Data Formats

Hansjörg Neth, SPDS, uni.kn

2021 03 23

The quest for certainty is the biggest obstacle to becoming risk savvy. (Gerd Gigerenzer)1

A major challenge in mastering risk literacy is coping with inevitable uncertainty. Fortunately, uncertainty in the form of risk can be expressed in terms of probabilities and thus be measured and calculated or “reckoned” with (Gigerenzer, 2002). Nevertheless, probabilistic information is often difficult to understand, even for experts in risk management and statistics. A smart and effective way to communicate probabilities is by expressing them in terms of frequencies.

Two representational formats

The problems addressed by riskyr and the scientific discussion surrounding them can be framed in terms of two representational formats: Basically, risk-related information can be expressed in terms of frequencies or in terms of probabilities (see the user guide for background information.)

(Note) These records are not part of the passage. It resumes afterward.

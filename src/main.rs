//! `http-log`: issue a request through the logging transport.
//!
//! The request is sent twice so the second call shows connection reuse in
//! the timing breakdown.
//!
//! ```text
//! http-log [--config PATH] [--detailed-timing LEVEL] [--header K:V]... URL
//! ```

use std::path::PathBuf;

use axum::body::Body;
use clap::Parser;
use http::{HeaderName, HeaderValue, Request};

use http_log_transport::config::{load_config, TransportConfig};
use http_log_transport::observability::logging;
use http_log_transport::{HttpTransport, LoggingTransport, TimingLevel, Transport};

#[derive(Parser)]
#[command(name = "http-log")]
#[command(about = "Send an HTTP request through the logging transport", long_about = None)]
struct Cli {
    /// TOML configuration file.
    #[arg(short, long)]
    config: Option<PathBuf>,

    /// Enable phase timing at this level (trace, debug, info, warn, error).
    #[arg(short, long)]
    detailed_timing: Option<TimingLevel>,

    /// Extra request header as `Name:Value`; repeatable.
    #[arg(short = 'H', long = "header")]
    headers: Vec<String>,

    url: String,
}

#[tokio::main]
async fn main() -> Result<(), Box<dyn std::error::Error>> {
    let cli = Cli::parse();

    let config = match &cli.config {
        Some(path) => load_config(path)?,
        None => TransportConfig::default(),
    };

    let logger = logging::init(&config.observability.log_level)?;

    let mut options = config.logging_options(logger);
    if let Some(level) = cli.detailed_timing {
        options.detailed_timing = true;
        options.detailed_timing_level = level;
    }

    let headers = cli
        .headers
        .iter()
        .map(|raw| parse_header(raw))
        .collect::<Result<Vec<_>, _>>()?;

    let transport = LoggingTransport::new(
        HttpTransport::with_options(config.client_options()),
        options,
    );

    for _ in 0..2 {
        let mut builder = Request::get(cli.url.as_str());
        for (name, value) in &headers {
            builder = builder.header(name, value);
        }
        let request = builder.body(Body::empty())?;

        let response = transport.deliver(request).await?;
        let status = response.status();
        if !status.is_success() {
            eprintln!("Error: server returned status {}", status);
        }
        let body = axum::body::to_bytes(response.into_body(), usize::MAX).await?;
        print_body(&body);
    }

    Ok(())
}

fn parse_header(raw: &str) -> Result<(HeaderName, HeaderValue), Box<dyn std::error::Error>> {
    let (name, value) = raw
        .split_once(':')
        .ok_or_else(|| format!("header '{raw}' is not in Name:Value form"))?;
    Ok((
        HeaderName::from_bytes(name.trim().as_bytes())?,
        HeaderValue::from_str(value.trim())?,
    ))
}

/// Pretty-print JSON bodies, everything else as text.
fn print_body(body: &[u8]) {
    match serde_json::from_slice::<serde_json::Value>(body) {
        Ok(json) => match serde_json::to_string_pretty(&json) {
            Ok(pretty) => println!("{}", pretty),
            Err(_) => println!("{}", json),
        },
        Err(_) => println!("{}", String::from_utf8_lossy(body)),
    }
}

riskyr reflects this basic division by distinguishing between the same two data types and hence provides objects that contain frequencies (specifically, a list called freq) and objects that contain probabilities (a list called prob). But before we explain their contents, it is important to realize that any such separation is an abstract and artificial one. It may make sense to distinguish frequencies from probabilities for conceptual and educational reasons, but both in theory and in reality both representations are intimately intertwined.2

In the following, we first consider frequencies and probabilities by themselves, before showing how both are related. As a sneak preview, the following prism plot shows both frequencies (as nodes) and probabilities (as edges connecting the nodes) from two perspectives:

library("riskyr") # load the "riskyr" package

plot_prism(prev = .01, sens = .80, spec = NA, fart = .096,  # 3 essential probabilities
           N = 1000,       # 1 frequency
           area = "no",    # same size for all boxes
           p_lbl = "abb",  # show abbreviated names of probabilities on edges
           title_lbl = "Example")
A prism plot showing frequencies as nodes and probabilities as edges linking nodes.

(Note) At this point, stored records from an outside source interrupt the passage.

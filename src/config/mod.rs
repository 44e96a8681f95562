//! Configuration management subsystem.
//!
//! # Data Flow
//! ```text
//! config file (TOML)
//!     → loader.rs (parse & deserialize)
//!     → validation.rs (semantic checks)
//!     → TransportConfig (validated, immutable)
//!     → LoggingOptions / ClientOptions handed to the transports
//! ```
//!
//! # Design Decisions
//! - Config is immutable once loaded
//! - All fields have defaults to allow minimal configs
//! - Validation separates syntactic (serde) from semantic checks

pub mod loader;
pub mod schema;
pub mod validation;

pub use loader::{load_config, parse_config, ConfigError};
pub use schema::{ClientConfig, ObservabilityConfig, TransportConfig};
pub use validation::{validate_config, ValidationError};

A prism plot showing frequencies as nodes and probabilities as edges linking nodes.

Frequencies

For our purposes, frequencies simply are numbers that can be counted — either 0 or positive integers.3

Definitions

The following 11 frequencies are distinguished by riskyr and contained in freq:

Nr. Variable Definition
1. N The number of cases (or individuals) in the population.
2. cond_true The number of cases for which the condition is present (TRUE).
3. cond_false The number of cases for which the condition is absent (FALSE).
4. dec_pos The number of cases for which the decision is positive (TRUE).
5. dec_neg The number of cases for which the decision is negative (FALSE).
6. dec_cor The number of cases for which the decision is correct (correspondence between decision and condition).
7. dec_err The number of cases for which the decision is erroneous (lack of correspondence between decision and condition).
8. hi The number of hits or true positives: condition present (TRUE) & decision positive (TRUE).
9. mi The number of misses or false negatives: condition present (TRUE) & decision negative (FALSE).
10. fa The number of false alarms or false positives: condition absent (FALSE) & decision positive (TRUE).
11. cr The number of correct rejections or true negatives: condition absent (FALSE) & decision negative (FALSE).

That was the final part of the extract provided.